Supplied information Start Marker
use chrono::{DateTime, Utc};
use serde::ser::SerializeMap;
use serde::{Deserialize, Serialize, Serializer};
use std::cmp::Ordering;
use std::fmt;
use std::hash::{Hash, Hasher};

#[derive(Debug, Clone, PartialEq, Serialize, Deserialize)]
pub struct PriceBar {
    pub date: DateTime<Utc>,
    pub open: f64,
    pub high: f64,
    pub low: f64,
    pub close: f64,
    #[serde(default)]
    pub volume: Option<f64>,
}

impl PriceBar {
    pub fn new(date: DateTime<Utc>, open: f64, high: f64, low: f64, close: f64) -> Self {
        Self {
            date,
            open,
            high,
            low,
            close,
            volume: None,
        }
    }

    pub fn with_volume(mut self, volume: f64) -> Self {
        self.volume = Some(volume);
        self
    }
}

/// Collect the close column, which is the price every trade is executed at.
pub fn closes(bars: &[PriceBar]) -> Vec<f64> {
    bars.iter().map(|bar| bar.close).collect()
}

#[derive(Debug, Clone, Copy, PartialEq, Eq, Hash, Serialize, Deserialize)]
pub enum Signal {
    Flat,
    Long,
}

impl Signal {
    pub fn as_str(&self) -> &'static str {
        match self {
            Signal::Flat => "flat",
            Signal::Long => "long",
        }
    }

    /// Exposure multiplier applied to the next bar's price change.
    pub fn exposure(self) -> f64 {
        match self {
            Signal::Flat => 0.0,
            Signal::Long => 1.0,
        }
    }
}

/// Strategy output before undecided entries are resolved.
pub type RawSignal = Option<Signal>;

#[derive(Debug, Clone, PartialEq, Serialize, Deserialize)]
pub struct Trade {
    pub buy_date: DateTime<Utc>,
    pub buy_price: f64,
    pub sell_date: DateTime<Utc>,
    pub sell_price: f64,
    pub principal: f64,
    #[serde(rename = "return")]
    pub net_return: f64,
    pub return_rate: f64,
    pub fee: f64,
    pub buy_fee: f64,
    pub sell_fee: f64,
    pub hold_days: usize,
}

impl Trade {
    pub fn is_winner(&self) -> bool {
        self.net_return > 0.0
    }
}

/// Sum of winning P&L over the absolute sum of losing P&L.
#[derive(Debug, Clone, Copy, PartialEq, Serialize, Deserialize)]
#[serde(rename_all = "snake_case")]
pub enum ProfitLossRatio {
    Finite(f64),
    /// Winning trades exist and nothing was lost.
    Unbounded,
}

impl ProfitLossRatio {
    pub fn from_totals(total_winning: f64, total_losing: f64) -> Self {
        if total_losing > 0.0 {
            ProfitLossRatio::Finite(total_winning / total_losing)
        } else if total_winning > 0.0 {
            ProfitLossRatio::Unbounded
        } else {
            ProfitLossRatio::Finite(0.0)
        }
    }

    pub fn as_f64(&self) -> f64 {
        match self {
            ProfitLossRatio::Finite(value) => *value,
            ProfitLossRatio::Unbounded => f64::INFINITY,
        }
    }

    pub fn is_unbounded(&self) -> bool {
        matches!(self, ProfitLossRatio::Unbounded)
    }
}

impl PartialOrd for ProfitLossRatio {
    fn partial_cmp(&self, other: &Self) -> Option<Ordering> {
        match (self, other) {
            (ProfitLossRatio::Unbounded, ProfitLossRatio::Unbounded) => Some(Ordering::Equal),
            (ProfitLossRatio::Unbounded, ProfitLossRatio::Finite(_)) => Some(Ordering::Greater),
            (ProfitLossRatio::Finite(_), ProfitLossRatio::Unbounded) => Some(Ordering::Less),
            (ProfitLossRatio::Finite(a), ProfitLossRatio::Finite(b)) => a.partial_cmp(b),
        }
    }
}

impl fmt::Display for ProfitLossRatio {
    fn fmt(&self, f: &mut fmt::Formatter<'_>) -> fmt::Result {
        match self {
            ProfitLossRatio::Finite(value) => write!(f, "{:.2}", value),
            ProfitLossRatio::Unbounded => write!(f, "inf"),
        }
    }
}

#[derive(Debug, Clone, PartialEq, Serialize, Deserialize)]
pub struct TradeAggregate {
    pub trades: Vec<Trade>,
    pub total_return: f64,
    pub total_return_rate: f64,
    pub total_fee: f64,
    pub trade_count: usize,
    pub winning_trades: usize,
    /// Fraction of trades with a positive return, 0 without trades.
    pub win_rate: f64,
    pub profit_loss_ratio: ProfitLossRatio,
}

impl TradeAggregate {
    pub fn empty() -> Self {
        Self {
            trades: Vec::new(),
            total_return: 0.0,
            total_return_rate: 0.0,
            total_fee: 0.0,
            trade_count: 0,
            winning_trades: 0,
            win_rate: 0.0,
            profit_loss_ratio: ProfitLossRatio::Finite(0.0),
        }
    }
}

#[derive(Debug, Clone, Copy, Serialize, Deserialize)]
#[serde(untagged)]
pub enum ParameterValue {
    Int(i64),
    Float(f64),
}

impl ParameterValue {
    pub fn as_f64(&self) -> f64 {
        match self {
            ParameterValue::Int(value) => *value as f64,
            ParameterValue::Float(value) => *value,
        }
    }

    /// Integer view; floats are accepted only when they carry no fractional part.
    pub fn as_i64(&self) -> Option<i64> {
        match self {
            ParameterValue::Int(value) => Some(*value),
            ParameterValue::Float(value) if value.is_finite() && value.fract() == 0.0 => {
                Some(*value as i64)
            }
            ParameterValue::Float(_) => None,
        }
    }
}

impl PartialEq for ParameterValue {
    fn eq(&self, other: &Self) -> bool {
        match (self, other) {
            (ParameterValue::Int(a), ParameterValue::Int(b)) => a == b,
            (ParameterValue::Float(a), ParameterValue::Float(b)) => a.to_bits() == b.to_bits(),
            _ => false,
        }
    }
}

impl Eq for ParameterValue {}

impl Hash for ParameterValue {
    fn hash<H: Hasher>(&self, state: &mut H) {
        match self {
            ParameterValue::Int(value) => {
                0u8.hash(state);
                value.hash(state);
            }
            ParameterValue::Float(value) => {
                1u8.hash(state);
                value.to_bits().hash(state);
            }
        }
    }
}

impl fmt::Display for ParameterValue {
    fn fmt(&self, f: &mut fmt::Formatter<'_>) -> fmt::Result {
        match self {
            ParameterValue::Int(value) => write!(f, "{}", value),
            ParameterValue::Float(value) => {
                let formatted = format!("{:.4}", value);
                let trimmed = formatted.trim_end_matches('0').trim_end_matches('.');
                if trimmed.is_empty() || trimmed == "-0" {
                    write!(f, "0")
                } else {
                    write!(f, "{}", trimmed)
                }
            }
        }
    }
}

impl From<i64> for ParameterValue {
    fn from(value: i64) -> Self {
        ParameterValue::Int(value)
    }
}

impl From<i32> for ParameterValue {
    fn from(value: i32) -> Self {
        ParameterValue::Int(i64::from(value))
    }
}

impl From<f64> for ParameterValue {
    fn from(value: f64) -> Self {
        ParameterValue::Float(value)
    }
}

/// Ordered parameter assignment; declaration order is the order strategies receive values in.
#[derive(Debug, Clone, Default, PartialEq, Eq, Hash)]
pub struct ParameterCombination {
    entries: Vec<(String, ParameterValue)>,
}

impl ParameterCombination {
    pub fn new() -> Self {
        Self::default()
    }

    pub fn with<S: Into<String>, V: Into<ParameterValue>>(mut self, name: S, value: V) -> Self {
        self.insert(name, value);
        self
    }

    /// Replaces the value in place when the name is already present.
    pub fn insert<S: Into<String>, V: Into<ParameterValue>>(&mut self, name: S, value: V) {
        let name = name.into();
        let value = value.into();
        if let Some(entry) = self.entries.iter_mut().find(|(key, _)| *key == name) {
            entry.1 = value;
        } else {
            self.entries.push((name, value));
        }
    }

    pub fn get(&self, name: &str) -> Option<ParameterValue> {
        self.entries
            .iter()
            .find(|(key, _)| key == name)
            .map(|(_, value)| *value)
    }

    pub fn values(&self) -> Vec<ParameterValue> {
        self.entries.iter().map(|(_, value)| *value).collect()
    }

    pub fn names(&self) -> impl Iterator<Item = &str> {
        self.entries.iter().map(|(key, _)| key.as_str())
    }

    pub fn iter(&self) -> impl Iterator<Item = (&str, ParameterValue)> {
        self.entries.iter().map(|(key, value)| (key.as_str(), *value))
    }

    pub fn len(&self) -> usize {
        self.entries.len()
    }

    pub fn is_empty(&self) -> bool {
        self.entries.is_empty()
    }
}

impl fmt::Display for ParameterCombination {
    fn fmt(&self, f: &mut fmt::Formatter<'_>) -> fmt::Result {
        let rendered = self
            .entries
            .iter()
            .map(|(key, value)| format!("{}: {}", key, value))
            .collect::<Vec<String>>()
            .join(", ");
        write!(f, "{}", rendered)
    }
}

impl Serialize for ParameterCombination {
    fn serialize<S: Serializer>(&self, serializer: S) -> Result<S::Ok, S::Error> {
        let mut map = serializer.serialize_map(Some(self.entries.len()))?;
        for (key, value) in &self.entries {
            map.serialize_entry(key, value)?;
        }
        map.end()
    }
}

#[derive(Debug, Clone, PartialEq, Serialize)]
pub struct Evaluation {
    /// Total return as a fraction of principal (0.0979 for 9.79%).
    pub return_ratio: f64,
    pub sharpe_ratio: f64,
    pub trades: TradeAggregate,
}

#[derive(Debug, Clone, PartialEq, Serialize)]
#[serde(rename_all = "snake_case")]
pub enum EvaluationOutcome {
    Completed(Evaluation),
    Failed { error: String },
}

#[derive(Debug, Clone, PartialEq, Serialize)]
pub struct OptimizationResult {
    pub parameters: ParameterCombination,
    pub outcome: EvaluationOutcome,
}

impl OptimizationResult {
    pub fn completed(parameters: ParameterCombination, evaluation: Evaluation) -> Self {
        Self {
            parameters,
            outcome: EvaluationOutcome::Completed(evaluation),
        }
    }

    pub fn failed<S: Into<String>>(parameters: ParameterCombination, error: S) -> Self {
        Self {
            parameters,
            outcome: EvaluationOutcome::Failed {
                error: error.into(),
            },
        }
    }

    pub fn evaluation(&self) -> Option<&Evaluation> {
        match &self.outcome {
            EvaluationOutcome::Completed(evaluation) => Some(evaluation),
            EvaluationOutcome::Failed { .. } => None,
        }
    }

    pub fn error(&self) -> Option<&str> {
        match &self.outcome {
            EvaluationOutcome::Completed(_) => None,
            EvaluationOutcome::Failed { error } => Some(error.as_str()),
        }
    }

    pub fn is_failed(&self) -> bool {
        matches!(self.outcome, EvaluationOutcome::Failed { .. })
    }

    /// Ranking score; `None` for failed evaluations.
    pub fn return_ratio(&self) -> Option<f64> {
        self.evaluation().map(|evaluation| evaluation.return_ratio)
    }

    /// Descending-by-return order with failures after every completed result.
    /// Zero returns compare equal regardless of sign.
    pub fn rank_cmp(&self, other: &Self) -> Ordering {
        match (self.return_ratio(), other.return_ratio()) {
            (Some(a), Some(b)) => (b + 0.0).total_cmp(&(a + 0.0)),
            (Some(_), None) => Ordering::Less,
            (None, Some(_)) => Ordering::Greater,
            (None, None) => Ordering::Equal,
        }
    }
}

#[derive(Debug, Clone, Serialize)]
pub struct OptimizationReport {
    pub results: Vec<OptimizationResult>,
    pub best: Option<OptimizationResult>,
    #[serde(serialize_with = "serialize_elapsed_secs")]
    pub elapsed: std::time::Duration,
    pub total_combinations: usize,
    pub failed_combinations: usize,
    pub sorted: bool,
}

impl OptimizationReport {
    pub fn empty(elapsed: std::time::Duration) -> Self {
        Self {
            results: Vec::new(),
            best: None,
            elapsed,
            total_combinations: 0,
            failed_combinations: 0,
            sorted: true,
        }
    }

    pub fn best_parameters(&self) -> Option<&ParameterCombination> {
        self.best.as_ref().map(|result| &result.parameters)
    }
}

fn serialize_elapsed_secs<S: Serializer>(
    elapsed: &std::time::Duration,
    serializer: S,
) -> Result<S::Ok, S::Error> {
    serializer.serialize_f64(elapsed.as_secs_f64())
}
Supplied information End Marker
◆ **Exercise details**
From the records above, reproduce exactly the lines from the one with "Some(*value as i64)" to the one with "(ParameterValue::Int(a), ParameterValue::Int(b)) =>", both included, and no others.

◆ **Output of the exercise**
                Some(*value as i64)
            }
            ParameterValue::Float(_) => None,
        }
    }
}

impl PartialEq for ParameterValue {
    fn eq(&self, other: &Self) -> bool {
        match (self, other) {
            (ParameterValue::Int(a), ParameterValue::Int(b)) => a == b,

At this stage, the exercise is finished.